All doubt, however, about the real origin of the name, about which there has been so much misunderstanding, is removed by the declaration of Peter Martyr, the father of American history. In his delightfully refreshing work, De Orbe Novo, which is not so well known as it should be, he asserts in language that does not admit of ambiguity, that Juan Ponce named the newly discovered territory Florida because it was discovered the day of the Resurrection, for the Spaniards call the day of the Resurrection Pascua de Flores.”4

When the French Huguenots some decades later attempted to colonize the country they called it “La Nouvelle France”—New France—a name they also subsequently gave to Canada.

More interesting, however, is the fact that the Spaniards first thought the peninsula to be an island and called it Isla Florida.
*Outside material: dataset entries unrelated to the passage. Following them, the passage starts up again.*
//! Small functions used by the autograd unit tests.

use std::sync::atomic::{AtomicUsize, Ordering};

use crate::autograd::function::{expect_arity, Function, Returns};
use crate::autograd::module::Context;
use crate::autograd::variable::Variable;
use crate::error::GradnetError;
use crate::value::Value;

/// y = x * x
#[derive(Debug, Default)]
pub(crate) struct Square;

impl Function for Square {
    fn name(&self) -> &'static str {
        "Square"
    }

    fn forward(&self, ctx: &mut Context, inputs: Vec<Value>) -> Result<Returns, GradnetError> {
        expect_arity(self.name(), &inputs, 1)?;
        let x = &inputs[0];
        ctx.save_for_backward(vec![x.clone()]);
        Ok(x.mul(x)?.into())
    }

    fn backward(&self, ctx: &Context, grad_outputs: Vec<Value>) -> Result<Vec<Value>, GradnetError> {
        let x = ctx.saved_value(0)?;
        Ok(vec![grad_outputs[0].mul(x)?.mul_scalar(2.0)?])
    }
}

/// y = a + b
#[derive(Debug, Default)]
pub(crate) struct Plus;

impl Function for Plus {
    fn name(&self) -> &'static str {
        "Plus"
    }

    fn forward(&self, _ctx: &mut Context, inputs: Vec<Value>) -> Result<Returns, GradnetError> {
        expect_arity(self.name(), &inputs, 2)?;
        Ok(inputs[0].add(&inputs[1])?.into())
    }

    fn backward(&self, ctx: &Context, grad_outputs: Vec<Value>) -> Result<Vec<Value>, GradnetError> {
        Ok(ctx.input_grads(vec![grad_outputs[0].clone(), grad_outputs[0].clone()]))
    }
}

/// Two outputs (x, 2x); counts how often its backward runs.
#[derive(Debug, Default)]
pub(crate) struct Fork {
    pub(crate) backward_calls: AtomicUsize,
}

impl Fork {
    pub(crate) fn calls(&self) -> usize {
        self.backward_calls.load(Ordering::SeqCst)
    }
}

impl Function for Fork {
    fn name(&self) -> &'static str {
        "Fork"
    }

    fn forward(&self, _ctx: &mut Context, inputs: Vec<Value>) -> Result<Returns, GradnetError> {
        expect_arity(self.name(), &inputs, 1)?;
        Ok(vec![inputs[0].clone(), inputs[0].mul_scalar(2.0)?].into())
    }

    fn backward(&self, _ctx: &Context, grad_outputs: Vec<Value>) -> Result<Vec<Value>, GradnetError> {
        self.backward_calls.fetch_add(1, Ordering::SeqCst);
        Ok(vec![grad_outputs[0].add(&grad_outputs[1].mul_scalar(2.0)?)?])
    }
}

/// y = w * x with a parameter `w` of the same shape as `x`.
#[derive(Debug)]
pub(crate) struct Scale {
    pub(crate) weight: Variable,
}

impl Function for Scale {
    fn name(&self) -> &'static str {
        "Scale"
    }

    fn forward(&self, ctx: &mut Context, inputs: Vec<Value>) -> Result<Returns, GradnetError> {
        expect_arity(self.name(), &inputs, 1)?;
        let weight = self.weight.data();
        let y = inputs[0].mul(&weight)?;
        ctx.save_for_backward(vec![inputs[0].clone(), weight]);
        Ok(y.into())
    }

    fn backward(&self, ctx: &Context, grad_outputs: Vec<Value>) -> Result<Vec<Value>, GradnetError> {
        let x = ctx.saved_value(0)?;
        let weight = ctx.saved_value(1)?;
        self.weight.accumulate_grad(&grad_outputs[0].mul(x)?)?;
        Ok(vec![grad_outputs[0].mul(weight)?])
    }

    fn parameters(&self) -> Vec<Variable> {
        vec![self.weight.clone()]
    }
}

/// Returns one gradient too many.
#[derive(Debug, Default)]
pub(crate) struct Broken;

impl Function for Broken {
    fn forward(&self, _ctx: &mut Context, inputs: Vec<Value>) -> Result<Returns, GradnetError> {
        Ok(inputs[0].clone().into())
    }

    fn backward(&self, _ctx: &Context, grad_outputs: Vec<Value>) -> Result<Vec<Value>, GradnetError> {
        Ok(vec![grad_outputs[0].clone(), grad_outputs[0].clone()])
    }
}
Ponce de Leon in writing to Charles V calls it an island, and it is figured as such in the Turin map of the New World, circa 1523. But after they learned that it was the mainland, Florida was made to embrace the whole of North America except Mexico. Thus writes Herrera and Las Casas. The latter make it extend from what we now know as Cape Sable to “the land of Codfish” (Newfoundland), “otherwise known as Labrador, which is not very far from the island of England.” The present boundaries of Florida, it may be remarked, were not determined until 1795, when they were fixed by treaty with Spain.
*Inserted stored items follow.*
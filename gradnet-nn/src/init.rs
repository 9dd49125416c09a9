use rand::Rng;

use gradnet_core::value::{randn_with_rng, zeros};
use gradnet_core::{DType, GradnetError, Value};

/// Standard normal samples scaled by `1 / sqrt(fan_in)`.
pub fn scaled_randn<R: Rng + ?Sized>(
    rng: &mut R,
    shape: &[usize],
    fan_in: usize,
    dtype: DType,
) -> Result<Value, GradnetError> {
    if fan_in == 0 {
        return Err(GradnetError::InvalidArgument(
            "fan_in must be positive for weight initialisation".to_string(),
        ));
    }
    randn_with_rng(rng, shape, dtype)?.mul_scalar(1.0 / (fan_in as f64).sqrt())
}

/// Zero-filled bias of length `features`.
pub fn zero_bias(features: usize, dtype: DType) -> Result<Value, GradnetError> {
    zeros(&[features], dtype)
}

#[cfg(test)]
mod tests {
    use super::*;
    use rand::rngs::StdRng;
    use rand::SeedableRng;

    #[test]
    fn test_scaled_randn_shape_and_scale() {
        let mut rng = StdRng::seed_from_u64(0);
        let w = scaled_randn(&mut rng, &[64, 100], 100, DType::F64).unwrap();
        assert_eq!(w.shape(), &[64, 100]);

        let data = w.to_vec_f64().unwrap();
        let mean_sq = data.iter().map(|x| x * x).sum::<f64>() / data.len() as f64;
        // Variance of N(0, 1) / sqrt(100) is 0.01.
        assert!(mean_sq > 0.005 && mean_sq < 0.02, "mean square {}", mean_sq);
    }

    #[test]
    fn test_zero_fan_in_is_rejected() {
        let mut rng = StdRng::seed_from_u64(0);
        assert!(matches!(
            scaled_randn(&mut rng, &[1, 0], 0, DType::F32),
            Err(GradnetError::InvalidArgument(_))
        ));
    }
}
But what in more interesting than names and boundaries, and what will, perhaps, be more surprising to the readers of popular works on the subject, is the fact that Ponce de Leon, in spite of all that has been said to the contrary, was not the discoverer of Florida, the fact that it was discovered nearly two decades before Ponce de Leon reached its shores, and the further and more unexpected fact that it was discovered by that much misrepresented and much abused navigator, Americus Vespucius.
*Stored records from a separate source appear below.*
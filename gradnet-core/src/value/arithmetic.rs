// src/value/arithmetic.rs

use crate::error::GradnetError;
use crate::value::Value;

impl Value {
    /// Checks that `self` and `other` can be combined element by element:
    /// both defined, same device and same shape. DType is checked by the buffer.
    fn check_binary(&self, other: &Value, operation: &str) -> Result<(), GradnetError> {
        let lhs = self.defined(operation)?;
        let rhs = other.defined(operation)?;
        if lhs.device != rhs.device {
            return Err(GradnetError::DeviceMismatch {
                expected: lhs.device,
                actual: rhs.device,
                operation: operation.to_string(),
            });
        }
        if lhs.shape != rhs.shape {
            return Err(GradnetError::ShapeMismatch {
                expected: lhs.shape.clone(),
                actual: rhs.shape.clone(),
                operation: operation.to_string(),
            });
        }
        Ok(())
    }

    /// Element-wise combination of two same-shaped values.
    pub fn zip_map<F: Fn(f64, f64) -> f64>(
        &self,
        other: &Value,
        operation: &str,
        f: F,
    ) -> Result<Value, GradnetError> {
        self.check_binary(other, operation)?;
        let lhs = self.defined(operation)?;
        let rhs = other.defined(operation)?;
        let buffer = lhs.buffer.zip_map(&rhs.buffer, operation, f)?;
        Ok(self.with_buffer(buffer))
    }

    /// Applies `f` to every element.
    pub fn map<F: Fn(f64) -> f64>(&self, f: F) -> Result<Value, GradnetError> {
        let storage = self.defined("map")?;
        Ok(self.with_buffer(storage.buffer.map(f)))
    }

    pub fn add(&self, other: &Value) -> Result<Value, GradnetError> {
        self.zip_map(other, "add", |a, b| a + b)
    }

    pub fn sub(&self, other: &Value) -> Result<Value, GradnetError> {
        self.zip_map(other, "sub", |a, b| a - b)
    }

    pub fn mul(&self, other: &Value) -> Result<Value, GradnetError> {
        self.zip_map(other, "mul", |a, b| a * b)
    }

    pub fn div(&self, other: &Value) -> Result<Value, GradnetError> {
        self.zip_map(other, "div", |a, b| a / b)
    }

    pub fn neg(&self) -> Result<Value, GradnetError> {
        self.map(|x| -x)
    }

    pub fn abs(&self) -> Result<Value, GradnetError> {
        self.map(f64::abs)
    }

    pub fn add_scalar(&self, scalar: f64) -> Result<Value, GradnetError> {
        self.map(|x| x + scalar)
    }

    pub fn mul_scalar(&self, scalar: f64) -> Result<Value, GradnetError> {
        self.map(|x| x * scalar)
    }

    pub fn pow_scalar(&self, exponent: f64) -> Result<Value, GradnetError> {
        self.map(|x| x.powf(exponent))
    }

    /// `self += other`, element-wise. The storage is copied first when shared,
    /// so earlier clones of `self` keep their contents.
    pub fn add_assign(&mut self, other: &Value) -> Result<(), GradnetError> {
        self.check_binary(other, "add_assign")?;
        let rhs = other.defined("add_assign")?.buffer.clone();
        match self.storage.as_mut() {
            Some(storage) => storage.buffer.add_assign(&rhs),
            None => Err(GradnetError::EmptyValue {
                operation: "add_assign".to_string(),
            }),
        }
    }
}

#[cfg(test)]
#[path = "arithmetic_test.rs"]
mod tests;
use gradnet_core::value::Value;

// Installs the test logger once per test binary.
#[allow(dead_code)]
pub fn init_logger() {
    let _ = env_logger::builder().is_test(true).try_init();
}

// Helper to build an F64 value for tests.
#[allow(dead_code)]
pub fn value_f64(data: Vec<f64>, shape: Vec<usize>) -> Value {
    Value::from_vec_f64(data, shape).expect("Test value creation failed")
}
Thanks to the researches of Varnhagen, Harrisse and others, these facts have been apparently demonstrated beyond doubt. In his work on the voyages of the brothers Cortereal, Harrisse has clearly proven that, between the end of the year 1500 and the summer of 1502, certain navigators, whose names and nationality are unknown, but who were presumably Spaniards, discovered, explored and named that part of the coast-line of the United States which extends from Pensacola Bay, along the Gulf of Mexico, to the Cape of Florida, and, turning it, runs northward along the Atlantic coast to about the mouth of the Chesapeake or the Hudson.5 The maps of Juan de la Cosa—drawn in 1500—and the one made for Alberto Cantino in 1502—maps which have only recently received the attention due them—are overwhelming evidence of the truth of these conclusions.

According to M. Varnhagen, the one who furnished the data for these maps, if indeed, he did not construct the prototype from which they were both executed, was no other than Americus Vespucius, who from now on must receive different treatment from that which has hitherto been accorded him. By marshalling a brilliant array of facts, presented with masterly logic, Varnhagen, silences the detractors of the illustrious Florentine navigator, and disarms those objectors who have been unwilling to accept as true the statements contained in the celebrated Soderini letter regarding his first voyage to the New World in 1497 and 1498. He leaves no doubt on the reader’s mind, that Vespucius, after visiting Honduras and Yucatan, sailed thence to and around Florida, and that, if he did not himself actually construct the original of the Cantino map, it was he that supplied the data from which both this map and that of Juan de la Cosa were rendered possible.6 If some fortunate student of early Americana should eventually ferret out the Quattro Giornate—Four Journeys—of which Vespucius frequently makes mention, and in which he gives an account of all his voyages, he would render an incalculable service to the cause of truth, and would be able to demonstrate to the satisfaction of even the most exacting critic the extent and importance of the services rendered by the pilot major of Spain to the crown of Leon and Castile—services only second to those which distinguish Columbus himself.